A member of the Thoreau Society, Terry Barkley is a retired professional librarian, archivist, and Harvard-trained museum curator, and a former history teacher. He is the author of four books and co-author of a fifth. His articles have appeared in the Tennessee Historical Quarterly, Living Blues, and in The Brethren Encyclopedia. Terry is currently chair of the Brethren Historical Committee of the Church of the Brethren (Dunkers). He is an independent scholar and musician who lives in Shirley, Massachusetts.
About the book:
“I didn’t realize there was another ‘hermit’ of Walden Pond!” is the usual response author-historian Terry Barkley receives when he tells someone the title of his new book, The Other “Hermit” of Walden Pond: The Journey of Edmond Stuart Hotham. Everyone knows of Henry David Thoreau’s experiment there from 1845-1847, immortalized in his classic Walden; or, Life in the Woods (1854), but, as Barkley points out, “neither the world nor even most avid Thoreauvians know about Edmond Hotham’s six-month sojourn at Walden Pond during the winter of 1868-1869.”
A generation later and some six and a half years after the death of Henry Thoreau in Concord, Massachusetts, from tuberculosis in May 1862, Edmond Hotham, a young theological student from New York City, arrived in Concord in November 1868 – a place he had never been before – to begin preparations for his pursuit of the “wild life.” Almost immediately, he met transcendentalist poet (William) Ellery Channing, he being a former close friend of Thoreau’s who had even suggested to Thoreau that he build his cabin at Walden Pond. Channing probably introduced Hotham to New England transcendentalist leader Ralph Waldo Emerson, the “Sage of Concord,” who gave Hotham permission – like Thoreau before him – to build his “Earth-cabin” on Emerson’s property at Walden Pond.
Also like Thoreau, Edmond Hotham came to Walden Pond to pursue some “personal business” as he was preparing for Christian ministry and stateside missionary work. He built his shanty on the shore of Walden Pond about a hundred yards “in front of Henry’s,” and there attempted to out-economize and out-simplify Thoreau in his expenditures, his “Earth-cabin” being half the size of Thoreau’s cabin and thus costing half as much. Hotham referred to his daily dietary concoction of ground corn and meal as “the only true food for man.”
Edmond Hotham arrived in Concord at a time when the town and Walden Pond were quickly being transformed into a true “American Mecca,” the town and the pond being inundated every spring through fall by thousands of pilgrims, picnickers, Revolutionary history seekers, and those enjoying the entertainment offerings at “Lake Walden” amusement park on the western shore of the pond and not far from where Hotham decided to build.

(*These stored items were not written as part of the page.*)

//! # リマインダーサービス
//!
//! 通知 API サーバーとリマインダースケジューラーを 1 プロセスで起動する。
//!
//! ## 環境変数（抜粋）
//!
//! | 変数名 | デフォルト | 説明 |
//! |--------|------------|------|
//! | `HOST` / `PORT` | `0.0.0.0` / `3001` | バインドアドレス |
//! | `APP_ENV` | `production` | `development` なら起動直後にもジョブを実行 |
//! | `ENABLE_EMAIL_REMINDERS` | `false` | メール送信の有効化 |
//! | `ENABLE_SMS_REMINDERS` | `false` | SMS 送信の有効化 |
//! | `DAYS_BEFORE_DUE` | `3` | 期日の何日前から送信するか |
//! | `REMINDER_SCHEDULE` | `0 9 * * *` | cron 式 |
//! | `REMINDER_TIMEZONE` | `Asia/Kolkata` | スケジュールと「今日」のタイムゾーン |
//! | `LOG_FORMAT` | 本番 `json` / 開発 `pretty` | ログ出力形式（`compact` も可） |
//!
//! 全項目は [`pgmanager_reminder_service::config`] を参照。
//!
//! ## 起動方法
//!
//! ```bash
//! cargo run -p pgmanager-reminder-service
//! ```

use std::{net::SocketAddr, sync::Arc};

use pgmanager_domain::clock::{Clock, SystemClock};
use pgmanager_infra::{
    EmailSender,
    SmsSender,
    fixture,
    notification::{NoopEmailSender, SesEmailSender, SmtpEmailSender},
    repository::{InMemoryPaymentRepository, InMemoryTenantRepository},
    sms::{NoopSmsSender, TwilioSmsSender},
};
use pgmanager_reminder_service::{
    config::{EmailBackend, EmailConfig, ServiceConfig, SmsBackend, SmsConfig},
    handler::NotificationState,
    router,
    scheduler::ReminderScheduler,
    usecase::{
        ReminderDispatcher,
        ReminderJob,
        reminder::{EmailChannel, SmsChannel, TemplateRenderer},
    },
};
use pgmanager_shared::observability::{LoggingConfig, init_tracing};
use tokio::net::TcpListener;

#[tokio::main]
async fn main() -> anyhow::Result<()> {
    // .env ファイルを読み込む（存在する場合）
    dotenvy::dotenv().ok();

    let _app_span = init_tracing(&LoggingConfig::from_env("reminder-service"));

    let config = ServiceConfig::from_env()?;

    tracing::info!(
        email_enabled = config.reminder.email_enabled,
        sms_enabled = config.reminder.sms_enabled,
        days_before_due = config.reminder.days_before_due,
        "リマインダーサービスを起動します: {}:{}",
        config.host,
        config.port
    );

    let clock: Arc<dyn Clock> = Arc::new(SystemClock);
    let renderer = Arc::new(TemplateRenderer::new()?);

    let email_channel = EmailChannel::new(
        config.reminder.email_enabled,
        build_email_sender(&config.email).await,
        renderer.clone(),
        clock.clone(),
        config.reminder.timezone,
        config.reminder.send_timeout,
    );
    let sms_channel = SmsChannel::new(
        config.reminder.sms_enabled,
        build_sms_sender(&config.sms),
        renderer,
        config.reminder.send_timeout,
    );
    let dispatcher = Arc::new(ReminderDispatcher::new(
        Arc::new(email_channel),
        Arc::new(sms_channel),
        &config.reminder,
        clock.clone(),
    ));

    // 管理画面のデータベースに接続するまでは開発用のサンプルデータを使う
    let today = clock.today(config.reminder.timezone);
    let job = Arc::new(ReminderJob::new(
        dispatcher.clone(),
        Arc::new(InMemoryPaymentRepository::new(fixture::sample_payments(today)?)),
        Arc::new(InMemoryTenantRepository::new(fixture::sample_tenants())),
    ));

    let startup_delay = config.is_development().then_some(config.startup_delay);
    let scheduler = match ReminderScheduler::new(
        job.clone(),
        &config.reminder.schedule,
        config.reminder.timezone,
        clock,
        startup_delay,
    ) {
        Ok(scheduler) => {
            scheduler.start().await?;
            Some(scheduler)
        }
        Err(e) => {
            tracing::error!("スケジューラーを起動できません。手動実行のみ受け付けます: {e}");
            None
        }
    };

    let state = Arc::new(NotificationState {
        dispatcher,
        job,
        settings: config.reminder.clone(),
        email_configured: config.email.is_configured(),
        sms_configured: config.sms.is_configured(),
    });
    let app = router(state);

    let addr: SocketAddr = format!("{}:{}", config.host, config.port).parse()?;
    let listener = TcpListener::bind(addr).await?;
    tracing::info!("リマインダーサービスが起動しました: {addr}");

    axum::serve(listener, app)
        .with_graceful_shutdown(async {
            if let Err(e) = tokio::signal::ctrl_c().await {
                tracing::error!("シグナルの待機に失敗しました: {e}");
            }
        })
        .await?;

    if let Some(scheduler) = scheduler {
        scheduler.stop().await;
    }

    Ok(())
}

/// メール送信バックエンドを構築する（認証情報が無ければ `None`）
async fn build_email_sender(config: &EmailConfig) -> Option<Arc<dyn EmailSender>> {
    match config.backend {
        EmailBackend::Noop => Some(Arc::new(NoopEmailSender)),
        EmailBackend::Ses => {
            let from_address = config.from_address.clone()?;
            let aws_config = aws_config::load_from_env().await;
            let client = aws_sdk_sesv2::Client::new(&aws_config);
            Some(Arc::new(SesEmailSender::new(client, from_address)))
        }
        EmailBackend::Smtp => {
            let settings = config.smtp_settings()?;
            match SmtpEmailSender::new(settings) {
                Ok(sender) => Some(Arc::new(sender)),
                Err(e) => {
                    tracing::error!("SMTP 送信の初期化に失敗しました: {e}");
                    None
                }
            }
        }
    }
}

/// SMS 送信バックエンドを構築する（認証情報が無ければ `None`）
fn build_sms_sender(config: &SmsConfig) -> Option<Arc<dyn SmsSender>> {
    match config.backend {
        SmsBackend::Noop => Some(Arc::new(NoopSmsSender)),
        SmsBackend::Twilio => Some(Arc::new(TwilioSmsSender::new(config.twilio_credentials()?))),
    }
}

Though he was only at Walden Pond for about six months – November 1868 to May 1869 – Edmond Hotham quickly became a local celebrity and he managed to befriend the surviving transcendentalists in Concord including Emerson and his family, Ellery Channing, Franklin Sanborn, and Bronson Alcott and his daughter, Louisa May. Newspaper reporters from near and far sought out Hotham at his “Earth-cabin” to get his story, and the curious stopped by to talk or just to gawk. By spring of 1869, Hotham was ready to move on, returning briefly to a job in New York City, and then pursuing the “wild life” again in the Adirondacks of upstate New York where he was from originally. Edmond Hotham briefly served as a minister of a Swedenborgian church in Erie, Pennsylvania, before disappearing from the historical record. As the late Kenneth Walter Cameron remarked in his 1962 article on Hotham – until now the most complete study of Hotham – “I suspect that he disappeared into some corner where ‘reporters cease from troubling’ and his weariness might be at rest. Perhaps his corpse was never found!”

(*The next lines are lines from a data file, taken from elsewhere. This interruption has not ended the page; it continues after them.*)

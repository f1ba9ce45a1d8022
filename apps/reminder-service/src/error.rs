//! # Reminder Service エラー定義
//!
//! HTTP ハンドラで発生するエラーと、管理画面が期待するレスポンス形式への変換を定義する。

use axum::{
    Json,
    http::StatusCode,
    response::{IntoResponse, Response},
};
use pgmanager_shared::{
    ErrorResponse,
    event_log::error::{category, kind},
};
use thiserror::Error;

/// HTTP ハンドラで発生するエラー
#[derive(Debug, Error)]
pub enum ServiceError {
    /// 必須フィールドの欠落など
    #[error("不正なリクエスト: {0}")]
    BadRequest(String),

    /// リマインダージョブの多重実行
    #[error("競合が発生しました: {0}")]
    Conflict(String),

    /// 予期しないエラー
    #[error("内部エラー: {message}: {source_message}")]
    Internal {
        message:        String,
        source_message: String,
    },
}

impl ServiceError {
    pub fn internal(message: impl Into<String>, source: impl ToString) -> Self {
        Self::Internal {
            message:        message.into(),
            source_message: source.to_string(),
        }
    }
}

impl IntoResponse for ServiceError {
    fn into_response(self) -> Response {
        let (status, body) = match self {
            ServiceError::BadRequest(message) => {
                (StatusCode::BAD_REQUEST, ErrorResponse::bad_request(message))
            }
            ServiceError::Conflict(message) => {
                (StatusCode::CONFLICT, ErrorResponse::conflict(message))
            }
            ServiceError::Internal {
                message,
                source_message,
            } => {
                tracing::error!(
                    error.category = category::INFRASTRUCTURE,
                    error.kind = kind::INTERNAL,
                    "{message}: {source_message}"
                );
                (
                    StatusCode::INTERNAL_SERVER_ERROR,
                    ErrorResponse::internal_error(message, source_message),
                )
            }
        };

        (status, Json(body)).into_response()
    }
}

The Other “Hermit” of Walden Pond: The Journey of Edmond Stuart Hotham is the first book-length treatise on Hotham with nearly half the book being new material. Author Terry Barkley has included everything that is currently known about Edmond Hotham from his Canadian birth, service in the U. S. Navy including the Civil War years, his sojourn at Walden Pond, his attempts at Christian ministry, his three U.S. patents, his marriage and “living in the material world,” to even locating Hotham’s simple government grave in New Jersey. It’s all here to discover and is a fascinating read. To quote Thoreau, “What is once well done is done forever.”